市街地の西方、千穂ケ峰の南端に鎮座するゴトビキ岩をご神体としている。遠方から6時間以上、列車に揺られてきたメンバーにはいきなりリュックをかついでの登りはきつかっただろうが、誰一人、弱音を上げなかった。さすがに、交通機関よりも徒歩主体を楽しみたいと言うだけあって、全員、事前の備えは万全だったのだろうと感心した。神倉神社からは、新宮市内と熊野灘の大パノラマが眼下に広がり、疲れも一気に吹き飛んだが、その後の行程は予想以上に難行苦行だった。


駅前の観光案内所で「歩きたいなら」と、助言されたルートは千穂ケ峰の自然遊歩道経由で、速玉大社へ抜ける道だったが、道標も少なく山中で迷うこと度々。

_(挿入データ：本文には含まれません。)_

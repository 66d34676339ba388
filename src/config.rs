//! Configuration module for ecweather.

use serde::Deserialize;
use std::path::Path;

use crate::datetime::{is_valid_timezone, DEFAULT_TIME_FORMAT};
use crate::weather::source::{parse_feed_url, parse_page_link};
use crate::weather::types::{DEFAULT_TIMEOUT_SECS, MAX_FEED_SIZE};
use crate::{Result, WeatherError};

/// Logging configuration.
#[derive(Debug, Clone, Deserialize)]
pub struct LoggingConfig {
    /// Log level (trace, debug, info, warn, error).
    #[serde(default = "default_log_level")]
    pub level: String,
    /// Optional log file; stderr is always written.
    #[serde(default)]
    pub file: Option<String>,
}

fn default_log_level() -> String {
    "info".to_string()
}

impl Default for LoggingConfig {
    fn default() -> Self {
        Self {
            level: default_log_level(),
            file: None,
        }
    }
}

/// HTTP fetch configuration.
#[derive(Debug, Clone, Deserialize)]
pub struct FetchConfig {
    /// Connection timeout in seconds.
    #[serde(default = "default_connect_timeout")]
    pub connect_timeout_secs: u64,
    /// Total request timeout in seconds.
    #[serde(default = "default_total_timeout")]
    pub total_timeout_secs: u64,
    /// Maximum number of redirects.
    #[serde(default = "default_max_redirects")]
    pub max_redirects: usize,
    /// Maximum feed size in bytes.
    #[serde(default = "default_max_feed_size")]
    pub max_feed_size_bytes: u64,
    /// User-Agent header sent with every request.
    #[serde(default = "default_user_agent")]
    pub user_agent: String,
}

fn default_connect_timeout() -> u64 {
    5
}

fn default_total_timeout() -> u64 {
    DEFAULT_TIMEOUT_SECS
}

fn default_max_redirects() -> usize {
    5
}

fn default_max_feed_size() -> u64 {
    MAX_FEED_SIZE
}

fn default_user_agent() -> String {
    format!("ecweather/{}", env!("CARGO_PKG_VERSION"))
}

impl Default for FetchConfig {
    fn default() -> Self {
        Self {
            connect_timeout_secs: default_connect_timeout(),
            total_timeout_secs: default_total_timeout(),
            max_redirects: default_max_redirects(),
            max_feed_size_bytes: default_max_feed_size(),
            user_agent: default_user_agent(),
        }
    }
}

/// Report display configuration.
#[derive(Debug, Clone, Deserialize)]
pub struct DisplayConfig {
    /// Timezone for observation times (e.g., "America/Toronto", "UTC").
    #[serde(default = "default_timezone")]
    pub timezone: String,
    /// strftime format for observation times.
    #[serde(default = "default_time_format")]
    pub time_format: String,
}

fn default_timezone() -> String {
    "UTC".to_string()
}

fn default_time_format() -> String {
    DEFAULT_TIME_FORMAT.to_string()
}

impl Default for DisplayConfig {
    fn default() -> Self {
        Self {
            timezone: default_timezone(),
            time_format: default_time_format(),
        }
    }
}

/// Polling schedule configuration.
#[derive(Debug, Clone, Default, Deserialize)]
pub struct ScheduleConfig {
    /// Seconds between polls. 0 runs a single poll and exits.
    #[serde(default)]
    pub interval_secs: u64,
}

/// One weather feed to query.
#[derive(Debug, Clone, Deserialize)]
pub struct SourceConfig {
    /// Region code (e.g., "on-118").
    pub region_code: String,
    /// Feed URL.
    pub feed_url: String,
    /// Human-readable page for the region.
    pub page_link: String,
}

impl SourceConfig {
    /// Create a new source entry.
    pub fn new(
        region_code: impl Into<String>,
        feed_url: impl Into<String>,
        page_link: impl Into<String>,
    ) -> Self {
        Self {
            region_code: region_code.into(),
            feed_url: feed_url.into(),
            page_link: page_link.into(),
        }
    }

    /// The Ottawa (Kanata - Orléans) city feed.
    pub fn ottawa() -> Self {
        Self::new(
            "on-118",
            "https://weather.gc.ca/rss/city/on-118_e.xml",
            "https://weather.gc.ca/city/pages/on-118_metric_e.html",
        )
    }
}

fn default_sources() -> Vec<SourceConfig> {
    vec![SourceConfig::ottawa()]
}

/// Main configuration structure.
#[derive(Debug, Clone, Deserialize)]
pub struct Config {
    /// Logging configuration.
    #[serde(default)]
    pub logging: LoggingConfig,
    /// HTTP fetch configuration.
    #[serde(default)]
    pub fetch: FetchConfig,
    /// Display configuration.
    #[serde(default)]
    pub display: DisplayConfig,
    /// Polling schedule.
    #[serde(default)]
    pub schedule: ScheduleConfig,
    /// Feeds to query.
    #[serde(default = "default_sources")]
    pub sources: Vec<SourceConfig>,
}

impl Default for Config {
    fn default() -> Self {
        Self {
            logging: LoggingConfig::default(),
            fetch: FetchConfig::default(),
            display: DisplayConfig::default(),
            schedule: ScheduleConfig::default(),
            sources: default_sources(),
        }
    }
}

impl Config {
    /// Load configuration from a TOML file.
    pub fn load<P: AsRef<Path>>(path: P) -> Result<Self> {
        let content = std::fs::read_to_string(path.as_ref()).map_err(WeatherError::Io)?;
        Self::parse(&content)
    }

    /// Load configuration from a TOML file and apply environment variable overrides.
    pub fn load_with_env<P: AsRef<Path>>(path: P) -> Result<Self> {
        let mut config = Self::load(path)?;
        config.apply_env_overrides();
        Ok(config)
    }

    /// Load configuration with environment overrides, using the defaults when
    /// the file cannot be read.
    ///
    /// The read error is returned alongside the defaults so the caller can
    /// report it. A file that is read but does not parse is still an error.
    pub fn load_or_default<P: AsRef<Path>>(path: P) -> Result<(Self, Option<std::io::Error>)> {
        match Self::load_with_env(path) {
            Ok(config) => Ok((config, None)),
            Err(WeatherError::Io(e)) => {
                let mut config = Self::default();
                config.apply_env_overrides();
                Ok((config, Some(e)))
            }
            Err(e) => Err(e),
        }
    }

    /// Parse configuration from a TOML string.
    pub fn parse(s: &str) -> Result<Self> {
        toml::from_str(s).map_err(|e| WeatherError::InvalidConfig(format!("config parse error: {e}")))
    }

    /// Apply environment variable overrides to the configuration.
    ///
    /// Supported environment variables:
    /// - `ECWEATHER_LOG_LEVEL`: Override the log level
    /// - `ECWEATHER_TIMEZONE`: Override the display timezone
    pub fn apply_env_overrides(&mut self) {
        if let Ok(level) = std::env::var("ECWEATHER_LOG_LEVEL") {
            if !level.is_empty() {
                self.logging.level = level;
            }
        }
        if let Ok(timezone) = std::env::var("ECWEATHER_TIMEZONE") {
            if !timezone.is_empty() {
                self.display.timezone = timezone;
            }
        }
    }

    /// Validate the configuration.
    ///
    /// Returns an error if:
    /// - No sources are configured, or a source has a blank region code or bad URL
    /// - A fetch timeout is zero
    /// - The log level or display timezone is unknown
    pub fn validate(&self) -> Result<()> {
        if self.sources.is_empty() {
            return Err(WeatherError::InvalidConfig(
                "no weather sources configured".to_string(),
            ));
        }
        for source in &self.sources {
            if source.region_code.trim().is_empty() {
                return Err(WeatherError::InvalidConfig(
                    "region_code must not be empty".to_string(),
                ));
            }
            parse_feed_url(&source.feed_url)?;
            parse_page_link(&source.page_link)?;
        }

        if self.fetch.connect_timeout_secs == 0 || self.fetch.total_timeout_secs == 0 {
            return Err(WeatherError::InvalidConfig(
                "fetch timeouts must be greater than zero".to_string(),
            ));
        }

        let valid_levels = ["trace", "debug", "info", "warn", "warning", "error"];
        if !valid_levels.contains(&self.logging.level.to_lowercase().as_str()) {
            return Err(WeatherError::InvalidConfig(format!(
                "invalid log level '{}'",
                self.logging.level
            )));
        }

        if !is_valid_timezone(&self.display.timezone) {
            return Err(WeatherError::InvalidConfig(format!(
                "unknown timezone '{}'",
                self.display.timezone
            )));
        }

        Ok(())
    }
}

遊歩道とは名ばかりで、けもの道と雨が降れば滑落しそうな岩場の連続で、鮮やかな朱色の大社が前方に見えた時、不安と緊張でこわばっていた肩の張りがようやく抜けた。

大社近くの権現前からバスで約1時間。熊野川支流の大塔川沿いの国民保養温泉地に指定されている川湯温泉へ。。「小じゃりかきわけ川湯をたたえ石を枕に月を見る、、、」と歌われるとおり、河原に設けられた露天風呂に浸かると、旅情は一気にたかまった。